Corporate divisions involve the breaking of one corporation into multiple corporations. Such a transaction can be either taxable or tax-free. Corporate divisions tend to come in three basic flavors: spin-off, split-off, and split-up. Each variation involves a slightly different type of distribution of stock or securities. In general, if the transaction successfully runs the gauntlet of Internal Revenue Code Section 355, the tax treatment to the shareholders and the corporation will be the same regardless of whether the transaction is a spin-off, split-off, or split-up.
In a spin-off, the distributing corporation distributes stock of a controlled corporation (a subsidiary) to its shareholders. This subsidiary may be either a recently created subsidiary “spun off” through the parent corporation’s transfer of assets in return for stock or an existing subsidiary. The shareholders in a spin-off generally receive a pro rata share of the controlled corporation’s stock and do not transfer anything in return for this stock. If the transaction fails to qualify for no recognition under Section 355 of the Internal Revenue Code, the distribution is treated as a dividend to the shareholder distributes to the extent of the corporation’s earnings and profits and any gain on the distribution of the appreciated assets is taxable to the distributing corporation. See IRC Section 301.
A split-off is very much like a spin-off except that the parent’s shareholders receive stock in the subsidiary in return for some of their stock in the parent corporation. In other words, the transaction is structured more like a redemption than a dividend. If the transaction fails to qualify for Section 355 non recognition treatment, the distribution will be subject to the redemption provisions of Internal Revenue Code Section 302. Consequently, the redemption distribution might be treated by the shareholders either as a dividend under Section 302 of the Internal Revenue Code or a sale or exchange redemption under Internal Revenue Code Section 302(a).

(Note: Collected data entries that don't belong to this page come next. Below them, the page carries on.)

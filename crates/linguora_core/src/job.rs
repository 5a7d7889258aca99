use std::fmt;
use std::path::PathBuf;

/// Per-session generation number. Every workflow effect and engine event is
/// tagged with one so results of a superseded job can be recognised.
pub type JobId = u64;

/// Server-side state of a document translation job.
#[derive(Debug, Clone, Copy, PartialEq, Eq, Default)]
pub enum JobStatus {
    #[default]
    Queued,
    Translating,
    Done,
    Error,
}

impl JobStatus {
    /// Parses the remote `status` field. Matching is case-insensitive and
    /// any value other than the four known ones counts as in progress.
    pub fn from_remote(raw: &str) -> Self {
        let trimmed = raw.trim();
        if trimmed.eq_ignore_ascii_case("queued") {
            JobStatus::Queued
        } else if trimmed.eq_ignore_ascii_case("done") {
            JobStatus::Done
        } else if trimmed.eq_ignore_ascii_case("error") {
            JobStatus::Error
        } else {
            JobStatus::Translating
        }
    }

    pub fn is_terminal(self) -> bool {
        matches!(self, JobStatus::Done | JobStatus::Error)
    }

    pub fn label(self) -> &'static str {
        match self {
            JobStatus::Queued => "Queued",
            JobStatus::Translating => "Translating",
            JobStatus::Done => "Done",
            JobStatus::Error => "Error",
        }
    }
}

impl fmt::Display for JobStatus {
    fn fmt(&self, f: &mut fmt::Formatter<'_>) -> fmt::Result {
        f.write_str(self.label())
    }
}

/// Tone preference passed through to the translation service.
#[derive(Debug, Clone, Copy, PartialEq, Eq, Default)]
pub enum Formality {
    #[default]
    Default,
    Less,
    More,
}

impl Formality {
    pub fn as_str(self) -> &'static str {
        match self {
            Formality::Default => "default",
            Formality::Less => "less",
            Formality::More => "more",
        }
    }
}

/// Access key of a document job. Holding it (with the id) is enough to read
/// the job's status and result, so it has no `Display` and a masked `Debug`.
#[derive(Clone, PartialEq, Eq)]
pub struct DocumentKey(String);

impl DocumentKey {
    pub fn new(key: impl Into<String>) -> Self {
        Self(key.into())
    }

    /// Raw key for building requests. Never pass this to a logger.
    pub fn expose(&self) -> &str {
        &self.0
    }
}

impl fmt::Debug for DocumentKey {
    fn fmt(&self, f: &mut fmt::Formatter<'_>) -> fmt::Result {
        write!(f, "DocumentKey({})", engine_logging::redact(&self.0))
    }
}

/// The id/key pair returned by a successful document submission.
#[derive(Debug, Clone, PartialEq, Eq)]
pub struct DocumentHandle {
    pub id: String,
    pub key: DocumentKey,
}

impl DocumentHandle {
    pub fn new(id: impl Into<String>, key: impl Into<String>) -> Self {
        Self {
            id: id.into(),
            key: DocumentKey::new(key),
        }
    }
}

/// What the user asked for when picking a file. Lives from file selection
/// until the job is destroyed.
#[derive(Debug, Clone, PartialEq, Eq)]
pub struct JobRequest {
    pub job_id: JobId,
    pub file_name: String,
    pub path: PathBuf,
    pub target_lang: String,
    pub source_lang: Option<String>,
    pub formality: Formality,
}

/// A submitted document job. Created when submission succeeds.
#[derive(Debug, Clone, PartialEq, Eq)]
pub struct TranslationJob {
    pub job_id: JobId,
    pub document: DocumentHandle,
    pub status: JobStatus,
    pub source_lang: Option<String>,
    pub target_lang: String,
    pub formality: Formality,
    pub artifact_path: Option<PathBuf>,
}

In a split-up, the corporation transfers all of its assets to two or more new corporations (controlled corporations) in return for stock, which is then distributed to the shareholders of the parent corporation in return for all of the parent stock. If the transaction fails to qualify for Section 355 non recognition, the distribution will be treated as a complete liquidation to the shareholders, who will report gain or loss based upon the difference between the fair market value of the stock received and their basis in the original corporation’s stock. In addition, the corporation would be taxable on any gain upon a distribution of assets in complete liquidation. See IRC Section 336.

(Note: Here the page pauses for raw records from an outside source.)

//! Persistence traits for styles, rewrites and reviews.
//!
//! Writes are last-writer-wins per record; callers guarantee a single
//! workflow mutates a given record at a time.

use async_trait::async_trait;
use scrivener_core::{NewReview, NewRewrite, ReviewRecord, RewriteRecord, WritingStyle};
use scrivener_error::ScrivenerResult;

/// Writing style persistence.
#[async_trait]
pub trait StyleRepository: Send + Sync {
    /// Look up a style by id.
    async fn get_style(&self, id: i64) -> ScrivenerResult<Option<WritingStyle>>;

    /// Store a new style, ignoring its `id` and returning it with the assigned one.
    async fn insert_style(&self, style: WritingStyle) -> ScrivenerResult<WritingStyle>;
}

/// Rewrite record persistence.
#[async_trait]
pub trait RewriteRepository: Send + Sync {
    /// Create a running record and assign its id.
    async fn insert_rewrite(&self, new: NewRewrite) -> ScrivenerResult<RewriteRecord>;

    /// Look up a rewrite by id.
    async fn get_rewrite(&self, id: i64) -> ScrivenerResult<Option<RewriteRecord>>;

    /// Overwrite an existing record.
    ///
    /// # Errors
    ///
    /// Fails with a not-found storage error when the id is unknown.
    async fn update_rewrite(&self, record: &RewriteRecord) -> ScrivenerResult<()>;
}

/// Review record persistence.
#[async_trait]
pub trait ReviewRepository: Send + Sync {
    /// Create a running record and assign its id.
    async fn insert_review(&self, new: NewReview) -> ScrivenerResult<ReviewRecord>;

    /// Look up a review by id.
    async fn get_review(&self, id: i64) -> ScrivenerResult<Option<ReviewRecord>>;

    /// Overwrite an existing record.
    async fn update_review(&self, record: &ReviewRecord) -> ScrivenerResult<()>;

    /// All reviews of a rewrite, oldest round first.
    async fn list_reviews(&self, rewrite_id: i64) -> ScrivenerResult<Vec<ReviewRecord>>;
}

Overview of Internal Revenue Code Section 355
A distribution of stock or securities in a controlled corporation will be eligible for Section 355 non recognition treatment only if it meets numerous statutory and non statutory requirements.
1. Control immediately before the distribution- the distributing corporation must distribute solely stock or securities of a corporation which it controls immediately before the distribution; See IRC Section 336.
2. Distribution requirement– the distributing corporation must distribute all of the stock and securities in the controlled corporation held immediately before the distribution. See IRC Section 355(a)(1)(D)(i). As an alternative, the distributing corporation may distribute an amount sufficient to constitute control. In such a case, however, the distributing corporation must also establish that any retention of stock was not in pursuance to a tax avoidance plan;
3. Trade or business requirement– both the distributing corporation and the controlled corporation must be engaged immediately after the distribution in the active conduct of a trade or business. The “trade or business” requirement actually incorporates both a post-distribution and a pre-distribution rule since the statutory definition of an “active trade or business” requires that the corporation’s trade or business have been “actively conducted throughout the five-year period ending on the date of the distribution. See IRC Section 355(b)(2)(B).
4. Non-device requirement– the transaction was not used principally as a device to distribute earnings and profits of the distributing corporation, the controlled corporation, or both. See IRC Section 355(a)(1)(B).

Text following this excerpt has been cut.